00:21:45.200 Now, as we summarized earlier, Zeitwerk scans the project structure one level at a time, inflecting constant names based on file structures and defining the autoloads accordingly while being able to trigger loads on demand, ultimately providing significant performance benefits. This means that when those constants are used, the autoload system triggers the necessary loads efficiently without overburdening the system with extra operations.
00:22:45.080 When a file is loaded, Zeitwerk keeps track and validates that it meets the expected definitions. If reloading is enabled, it monitors the necessary references for subsequent unloading. But remember, with constant removal, we achieve an effect similar to code reloading. This is how we handle reloading when needed.
00:23:38.160 Moreover, for eager loading, Zeitwerk main logic implemented works through a breadth-first project traversal, distinguishing itself from more traditional recursive approaches. The methodically structured loading process allows us to grab all project constants in a sensible order without being muddled by recursive loading.
00:24:12.520 In conclusion, Zeitwerk provides a powerful autoloading mechanism that prioritizes project organization and efficiency while abstracting much of the namespace complexity. It effectively uses the metadata built into constant definitions and translates the complexities of Ruby’s object model into a robust, clear structure that we can work with.
00:25:00.759 Thank you all for listening. If you have any questions, please feel free to ask!
00:25:53.360 Audience Member: "I have a couple of questions.

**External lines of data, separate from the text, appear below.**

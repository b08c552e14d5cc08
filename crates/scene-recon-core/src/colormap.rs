//! Colour helpers: the jet colormap for diagnostics and the camera palette.

use serde::{Deserialize, Serialize};

use crate::{Real, Rgb};

/// Matplotlib-compatible `jet` colormap for `t` in `[0, 1]` (clamped).
pub fn jet(t: Real) -> Rgb {
    let t = if t.is_finite() { t.clamp(0.0, 1.0) } else { 0.0 };
    let channel = |x: Real| -> u8 {
        let v = (1.5 - (4.0 * t - x).abs()).clamp(0.0, 1.0);
        (v * 255.0).round() as u8
    };
    [channel(3.0), channel(2.0), channel(1.0)]
}

/// Map `t` in `[0, 1]` to an 8-bit gray level replicated on three channels.
pub fn gray(t: Real) -> Rgb {
    let t = if t.is_finite() { t.clamp(0.0, 1.0) } else { 0.0 };
    let v = (t * 255.0).round() as u8;
    [v, v, v]
}

/// Default camera frustum colours, cycled by view index.
pub const DEFAULT_CAMERA_PALETTE: [Rgb; 11] = [
    [255, 0, 0],
    [0, 0, 255],
    [0, 255, 0],
    [255, 0, 255],
    [255, 204, 0],
    [0, 204, 204],
    [128, 255, 255],
    [255, 128, 255],
    [255, 255, 128],
    [0, 0, 0],
    [128, 128, 128],
];

/// Colour policy for camera frustums.
///
/// `per_view`, when set, wins over the cycled `palette`.
#[derive(Debug, Clone, PartialEq, Eq, Serialize, Deserialize)]
pub struct CameraColors {
    pub palette: Vec<Rgb>,
    pub per_view: Option<Vec<Rgb>>,
}

impl Default for CameraColors {
    fn default() -> Self {
        Self {
            palette: DEFAULT_CAMERA_PALETTE.to_vec(),
            per_view: None,
        }
    }
}

impl CameraColors {
    /// Colour for view `index`.
    ///
    /// An explicit per-view entry is used when present; otherwise the palette
    /// is cycled. An empty palette yields black.
    pub fn color_for(&self, index: usize) -> Rgb {
        if let Some(c) = self.per_view.as_ref().and_then(|v| v.get(index)) {
            return *c;
        }
        if self.palette.is_empty() {
            return [0, 0, 0];
        }
        self.palette[index % self.palette.len()]
    }
}

#[cfg(test)]
mod tests {
    use super::*;

    #[test]
    fn jet_endpoints() {
        assert_eq!(jet(0.0), [0, 0, 128]);
        assert_eq!(jet(0.5), [128, 255, 128]);
        assert_eq!(jet(1.0), [128, 0, 0]);
        assert_eq!(jet(f64::NAN), jet(0.0));
    }

    #[test]
    fn palette_cycles() {
        let colors = CameraColors::default();
        assert_eq!(colors.color_for(0), [255, 0, 0]);
        assert_eq!(colors.color_for(11), [255, 0, 0]);
        assert_eq!(colors.color_for(12), [0, 0, 255]);
    }

    #[test]
    fn per_view_overrides_palette() {
        let colors = CameraColors {
            per_view: Some(vec![[1, 2, 3]]),
            ..Default::default()
        };
        assert_eq!(colors.color_for(0), [1, 2, 3]);
        assert_eq!(colors.color_for(1), [0, 0, 255]);
    }
}
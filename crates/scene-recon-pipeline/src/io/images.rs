use std::fs;
use std::path::{Path, PathBuf};

use anyhow::{Context, Result, ensure};
use image::RgbImage;
use image::imageops::{self, FilterType};
use serde::{Deserialize, Serialize};

use scene_recon_core::{RgbGrid, View, validate_views};

const IMAGE_EXTENSIONS: [&str; 3] = ["jpg", "jpeg", "png"];

/// Side lengths are cropped to a multiple of this.
const PATCH: u32 = 16;

/// How input images are brought to model resolution.
#[derive(Debug, Clone, Copy, PartialEq, Eq, Serialize, Deserialize)]
#[serde(default)]
pub struct ImageLoadOptions {
    /// Target length of the longer image side.
    pub long_side: u32,
    /// Keep square images square; otherwise they are cropped to 4:3.
    pub square_ok: bool,
}

impl Default for ImageLoadOptions {
    fn default() -> Self {
        Self {
            long_side: 512,
            square_ok: false,
        }
    }
}

/// Resize so the long side equals `opts.long_side`, then centre-crop both
/// sides to a multiple of 16.
///
/// # Errors
///
/// Returns an error if the result would be empty.
pub fn prepare_image(img: &RgbImage, opts: &ImageLoadOptions) -> Result<RgbImage> {
    let (w, h) = img.dimensions();
    ensure!(w > 0 && h > 0, "image is empty");
    let long = w.max(h) as f64;
    let scale = f64::from(opts.long_side) / long;
    let (w2, h2) = (
        ((f64::from(w) * scale).round() as u32).max(1),
        ((f64::from(h) * scale).round() as u32).max(1),
    );
    let filter = if scale < 1.0 {
        FilterType::Lanczos3
    } else {
        FilterType::CatmullRom
    };
    let resized = if (w2, h2) == (w, h) {
        img.clone()
    } else {
        imageops::resize(img, w2, h2, filter)
    };

    let (cx, cy) = (w2 / 2, h2 / 2);
    let half_w = (2 * cx / PATCH) * PATCH / 2;
    let mut half_h = (2 * cy / PATCH) * PATCH / 2;
    if !opts.square_ok && w2 == h2 {
        half_h = 3 * half_w / 4;
    }
    ensure!(
        half_w > 0 && half_h > 0,
        "image of {w}x{h} is too small to crop to multiples of {PATCH}"
    );
    Ok(imageops::crop_imm(&resized, cx - half_w, cy - half_h, 2 * half_w, 2 * half_h).to_image())
}

/// Decode one image file and prepare it.
///
/// # Errors
///
/// Returns an error if the file cannot be read or decoded.
pub fn load_image(path: &Path, opts: &ImageLoadOptions) -> Result<RgbImage> {
    let img = image::ImageReader::open(path)
        .with_context(|| format!("failed to read image {}", path.display()))?
        .decode()
        .with_context(|| format!("failed to decode {}", path.display()))?
        .to_rgb8();
    prepare_image(&img, opts)
}

/// Image files in `dir` sorted by name, at most `limit` of them.
///
/// # Errors
///
/// Returns an error if the directory cannot be listed.
pub fn list_images(dir: &Path, limit: Option<usize>) -> Result<Vec<PathBuf>> {
    let mut paths: Vec<PathBuf> = fs::read_dir(dir)
        .with_context(|| format!("failed to list {}", dir.display()))?
        .filter_map(|e| e.ok())
        .map(|e| e.path())
        .filter(|p| {
            p.extension()
                .and_then(|e| e.to_str())
                .is_some_and(|e| IMAGE_EXTENSIONS.contains(&e.to_ascii_lowercase().as_str()))
        })
        .collect();
    paths.sort();
    if let Some(n) = limit {
        paths.truncate(n);
    }
    Ok(paths)
}

/// Load `paths` as views `0..n`, named after their file names.
///
/// # Errors
///
/// Returns an error if no paths are given or any image fails to load.
pub fn load_views(paths: &[PathBuf], opts: &ImageLoadOptions) -> Result<Vec<View>> {
    ensure!(!paths.is_empty(), "no input images");
    let views = paths
        .iter()
        .enumerate()
        .map(|(i, path)| {
            let img = load_image(path, opts)?;
            let name = path
                .file_name()
                .map(|n| n.to_string_lossy().into_owned())
                .unwrap_or_else(|| format!("view_{i}"));
            log::debug!("loaded {} as {}x{}", path.display(), img.width(), img.height());
            Ok(View::new(i, name, RgbGrid::from_rgb_image(&img)))
        })
        .collect::<Result<Vec<_>>>()?;
    validate_views(&views)?;
    log::info!("loaded {} images", views.len());
    Ok(views)
}
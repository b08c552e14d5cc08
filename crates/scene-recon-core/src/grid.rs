//! Dense row-major per-pixel grids.
//!
//! Point maps, confidence maps, masks and images all share the same layout:
//! `data[y * width + x]`.

use anyhow::{Result, ensure};
use serde::{Deserialize, Serialize};

/// A dense `height × width` grid of per-pixel values in row-major order.
#[derive(Debug, Clone, PartialEq, Serialize, Deserialize)]
pub struct Grid<T> {
    width: usize,
    height: usize,
    data: Vec<T>,
}

impl<T: Clone> Grid<T> {
    /// Create a grid filled with `value`.
    pub fn filled(width: usize, height: usize, value: T) -> Self {
        Self {
            width,
            height,
            data: vec![value; width * height],
        }
    }
}

impl<T> Grid<T> {
    /// Wrap an existing row-major buffer.
    ///
    /// # Errors
    ///
    /// Returns an error if `data.len() != width * height`.
    pub fn from_vec(width: usize, height: usize, data: Vec<T>) -> Result<Self> {
        ensure!(
            data.len() == width * height,
            "grid buffer has {} elements, expected {}x{}={}",
            data.len(),
            width,
            height,
            width * height
        );
        Ok(Self {
            width,
            height,
            data,
        })
    }

    /// Build a grid by evaluating `f(x, y)` for every pixel.
    pub fn from_fn(width: usize, height: usize, mut f: impl FnMut(usize, usize) -> T) -> Self {
        let mut data = Vec::with_capacity(width * height);
        for y in 0..height {
            for x in 0..width {
                data.push(f(x, y));
            }
        }
        Self {
            width,
            height,
            data,
        }
    }

    pub fn width(&self) -> usize {
        self.width
    }

    pub fn height(&self) -> usize {
        self.height
    }

    /// `(width, height)`.
    pub fn size(&self) -> (usize, usize) {
        (self.width, self.height)
    }

    pub fn len(&self) -> usize {
        self.data.len()
    }

    pub fn is_empty(&self) -> bool {
        self.data.is_empty()
    }

    /// Whether `other` has the same dimensions.
    pub fn same_size<U>(&self, other: &Grid<U>) -> bool {
        self.width == other.width && self.height == other.height
    }

    /// Linear offset of pixel `(x, y)`.
    #[inline]
    pub fn offset(&self, x: usize, y: usize) -> usize {
        y * self.width + x
    }

    #[inline]
    pub fn get(&self, x: usize, y: usize) -> Option<&T> {
        if x < self.width && y < self.height {
            self.data.get(y * self.width + x)
        } else {
            None
        }
    }

    #[inline]
    pub fn get_mut(&mut self, x: usize, y: usize) -> Option<&mut T> {
        if x < self.width && y < self.height {
            self.data.get_mut(y * self.width + x)
        } else {
            None
        }
    }

    pub fn as_slice(&self) -> &[T] {
        &self.data
    }

    pub fn as_mut_slice(&mut self) -> &mut [T] {
        &mut self.data
    }

    pub fn into_vec(self) -> Vec<T> {
        self.data
    }

    pub fn iter(&self) -> std::slice::Iter<'_, T> {
        self.data.iter()
    }

    /// Iterate `(x, y, value)` in row-major order.
    pub fn enumerate(&self) -> impl Iterator<Item = (usize, usize, &T)> + '_ {
        let w = self.width.max(1);
        self.data
            .iter()
            .enumerate()
            .map(move |(i, v)| (i % w, i / w, v))
    }

    /// Apply `f` to every element, keeping the layout.
    pub fn map<U>(&self, f: impl FnMut(&T) -> U) -> Grid<U> {
        Grid {
            width: self.width,
            height: self.height,
            data: self.data.iter().map(f).collect(),
        }
    }

    /// Combine two grids of equal size element-wise.
    ///
    /// # Errors
    ///
    /// Returns an error if the grids differ in size.
    pub fn zip_map<U, V>(&self, other: &Grid<U>, mut f: impl FnMut(&T, &U) -> V) -> Result<Grid<V>> {
        ensure!(
            self.same_size(other),
            "grid size mismatch: {}x{} vs {}x{}",
            self.width,
            self.height,
            other.width,
            other.height
        );
        Ok(Grid {
            width: self.width,
            height: self.height,
            data: self
                .data
                .iter()
                .zip(other.data.iter())
                .map(|(a, b)| f(a, b))
                .collect(),
        })
    }
}

impl Grid<bool> {
    /// Number of `true` cells.
    pub fn count(&self) -> usize {
        self.data.iter().filter(|&&v| v).count()
    }

    /// Element-wise `self && !other`, used to narrow a mask.
    pub fn and_not(&mut self, other: &Grid<bool>) {
        debug_assert!(self.same_size(other));
        for (a, b) in self.data.iter_mut().zip(other.data.iter()) {
            *a = *a && !*b;
        }
    }
}

impl Grid<f64> {
    /// Largest finite value, or `None` for an empty / all-NaN grid.
    pub fn max_finite(&self) -> Option<f64> {
        self.data
            .iter()
            .copied()
            .filter(|v| v.is_finite())
            .fold(None, |acc, v| Some(acc.map_or(v, |a: f64| a.max(v))))
    }

    /// Arithmetic mean, `0.0` for an empty grid.
    pub fn mean(&self) -> f64 {
        if self.data.is_empty() {
            return 0.0;
        }
        self.data.iter().sum::<f64>() / self.data.len() as f64
    }
}

impl<T> std::ops::Index<(usize, usize)> for Grid<T> {
    type Output = T;

    fn index(&self, (x, y): (usize, usize)) -> &T {
        &self.data[y * self.width + x]
    }
}

impl<T> std::ops::IndexMut<(usize, usize)> for Grid<T> {
    fn index_mut(&mut self, (x, y): (usize, usize)) -> &mut T {
        &mut self.data[y * self.width + x]
    }
}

One is about the LS method, which lists Ruby files and directories. How do you identify Ruby? Is it by extension?" Xavier: "Yes, by extension." Audience Member: "About the recursive loading—does that mean that it's not a drop-in replacement for other autoloaders?" Xavier: "It’s true that autoloading handles files based on usage while eager loading loads everything upon first access. However, it’s consistent, and the order of loading remains the same across environments. Overall, it’s designed for performance. The order in which things are eager loaded is consistent and based on filenames."

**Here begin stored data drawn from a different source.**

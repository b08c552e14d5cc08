//! Maximum-confidence spanning tree over the view graph.

use std::collections::VecDeque;

use anyhow::{Result, bail, ensure};

use scene_recon_core::Real;

/// Spanning tree rooted at one endpoint of the strongest edge.
#[derive(Debug, Clone, PartialEq)]
pub struct SpanningTree {
    pub root: usize,
    /// Tree edges as `(parent, child)` in breadth-first order from the root.
    pub edges: Vec<(usize, usize)>,
}

struct UnionFind {
    parent: Vec<usize>,
    rank: Vec<u8>,
}

impl UnionFind {
    fn new(n: usize) -> Self {
        Self {
            parent: (0..n).collect(),
            rank: vec![0; n],
        }
    }

    fn find(&mut self, mut x: usize) -> usize {
        while self.parent[x] != x {
            self.parent[x] = self.parent[self.parent[x]];
            x = self.parent[x];
        }
        x
    }

    fn union(&mut self, a: usize, b: usize) -> bool {
        let (ra, rb) = (self.find(a), self.find(b));
        if ra == rb {
            return false;
        }
        match self.rank[ra].cmp(&self.rank[rb]) {
            std::cmp::Ordering::Less => self.parent[ra] = rb,
            std::cmp::Ordering::Greater => self.parent[rb] = ra,
            std::cmp::Ordering::Equal => {
                self.parent[rb] = ra;
                self.rank[ra] += 1;
            }
        }
        true
    }
}

/// Kruskal's algorithm on undirected edges `(a, b, score)`, keeping the
/// highest scores.
///
/// Ties are broken by edge order, so the result is deterministic.
///
/// # Errors
///
/// Returns an error if an edge references a view `>= num_views` or the
/// graph does not connect every view.
pub fn maximum_spanning_tree(num_views: usize, edges: &[(usize, usize, Real)]) -> Result<SpanningTree> {
    ensure!(num_views > 0, "spanning tree needs at least one view");
    for &(a, b, _) in edges {
        ensure!(
            a < num_views && b < num_views,
            "edge ({a}, {b}) references a view outside 0..{num_views}"
        );
    }

    let mut order: Vec<usize> = (0..edges.len()).collect();
    order.sort_by(|&i, &j| edges[j].2.total_cmp(&edges[i].2).then(i.cmp(&j)));

    let mut uf = UnionFind::new(num_views);
    let mut adjacency = vec![Vec::new(); num_views];
    let mut root = None;
    for i in order {
        let (a, b, _) = edges[i];
        if a != b && uf.union(a, b) {
            root.get_or_insert(a);
            adjacency[a].push(b);
            adjacency[b].push(a);
        }
    }
    let root = root.unwrap_or(0);

    let mut visited = vec![false; num_views];
    let mut tree_edges = Vec::with_capacity(num_views.saturating_sub(1));
    let mut queue = VecDeque::from([root]);
    visited[root] = true;
    while let Some(v) = queue.pop_front() {
        for &next in &adjacency[v] {
            if !visited[next] {
                visited[next] = true;
                tree_edges.push((v, next));
                queue.push_back(next);
            }
        }
    }

    if let Some(missing) = visited.iter().position(|&seen| !seen) {
        bail!("view graph is disconnected: view {missing} is not reachable from view {root}");
    }
    Ok(SpanningTree {
        root,
        edges: tree_edges,
    })
}

#[cfg(test)]
mod tests {
    use super::*;

    #[test]
    fn picks_strongest_edges() {
        let edges = [
            (0, 1, 1.0),
            (1, 2, 5.0),
            (0, 2, 4.0),
            (2, 3, 2.0),
            (1, 3, 0.5),
        ];
        let tree = maximum_spanning_tree(4, &edges).unwrap();
        assert_eq!(tree.root, 1);
        assert_eq!(tree.edges, vec![(1, 2), (2, 0), (2, 3)]);
    }

    #[test]
    fn disconnected_graph_fails() {
        let edges = [(0, 1, 1.0), (2, 3, 1.0)];
        let err = maximum_spanning_tree(4, &edges).unwrap_err();
        assert!(err.to_string().contains("disconnected"));
    }

    #[test]
    fn rejects_out_of_range_views() {
        assert!(maximum_spanning_tree(2, &[(0, 2, 1.0)]).is_err());
    }
}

00:26:41.440 Audience Member: "Is there any plan to make autoloading part of core Ruby?" Xavier: "I’m not sure; I’m not part of Ruby core. However, Zeitwerk's approach may not align with Ruby’s design philosophy, as Ruby does not link file names to their definitions. Users can define classes and modules arbitrarily, which contrasts with stronger naming conventions that would be required for autoloading to be core to Ruby." Thank you for your questions and engagement throughout the talk!